_TASK STATEMENT_. Return every record in full. Match each one exactly.

[Stored data entries]
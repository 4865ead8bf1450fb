/*!
 * Bidirectional dictionary built from a forward mapping.
 */

use std::collections::{BTreeMap, HashMap};

use crate::errors::TranslationError;

/// Forward (source → display) map with its derived reverse map
///
/// The forward map must be injective: two source keys sharing one display
/// value would make the reverse lookup ambiguous, so building fails instead.
#[derive(Debug, Clone, Default)]
pub struct Dictionary {
    forward: HashMap<String, String>,
    reverse: HashMap<String, String>,
}

impl Dictionary {
    /// Build the dictionary for one section of a language resource
    pub fn build(
        language: &str,
        section: &str,
        entries: &BTreeMap<String, String>,
    ) -> Result<Self, TranslationError> {
        let mut forward = HashMap::with_capacity(entries.len());
        let mut reverse = HashMap::with_capacity(entries.len());

        for (source, display) in entries {
            if let Some(previous) = reverse.insert(display.clone(), source.clone()) {
                return Err(TranslationError::AmbiguousTranslation {
                    language: language.to_string(),
                    section: section.to_string(),
                    value: display.clone(),
                    first: previous,
                    second: source.clone(),
                });
            }
            forward.insert(source.clone(), display.clone());
        }

        Ok(Self { forward, reverse })
    }

    /// Display value for a source key
    pub fn forward(&self, source: &str) -> Option<&str> {
        self.forward.get(source).map(String::as_str)
    }

    /// Source key for a display value
    pub fn reverse(&self, display: &str) -> Option<&str> {
        self.reverse.get(display).map(String::as_str)
    }

    /// Number of entries
    pub fn len(&self) -> usize {
        self.forward.len()
    }

    /// Whether the dictionary is empty
    pub fn is_empty(&self) -> bool {
        self.forward.is_empty()
    }
}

_EXPECTED ANSWER_.
repository 4865ead8bf1450fb
/*!
 * Bidirectional dictionary built from a forward mapping.
 */

use std::collections::{BTreeMap, HashMap};

use crate::errors::TranslationError;

/// Forward (source → display) map with its derived reverse map
///
/// The forward map must be injective: two source keys sharing one display
/// value would make the reverse lookup ambiguous, so building fails instead.
#[derive(Debug, Clone, Default)]
pub struct Dictionary {
    forward: HashMap<String, String>,
    reverse: HashMap<String, String>,
}

impl Dictionary {
    /// Build the dictionary for one section of a language resource
    pub fn build(
        language: &str,
        section: &str,
        entries: &BTreeMap<String, String>,
    ) -> Result<Self, TranslationError> {
        let mut forward = HashMap::with_capacity(entries.len());
        let mut reverse = HashMap::with_capacity(entries.len());

        for (source, display) in entries {
            if let Some(previous) = reverse.insert(display.clone(), source.clone()) {
                return Err(TranslationError::AmbiguousTranslation {
                    language: language.to_string(),
                    section: section.to_string(),
                    value: display.clone(),
                    first: previous,
                    second: source.clone(),
                });
            }
            forward.insert(source.clone(), display.clone());
        }

        Ok(Self { forward, reverse })
    }

    /// Display value for a source key
    pub fn forward(&self, source: &str) -> Option<&str> {
        self.forward.get(source).map(String::as_str)
    }

    /// Source key for a display value
    pub fn reverse(&self, display: &str) -> Option<&str> {
        self.reverse.get(display).map(String::as_str)
    }

    /// Number of entries
    pub fn len(&self) -> usize {
        self.forward.len()
    }

    /// Whether the dictionary is empty
    pub fn is_empty(&self) -> bool {
        self.forward.is_empty()
    }
}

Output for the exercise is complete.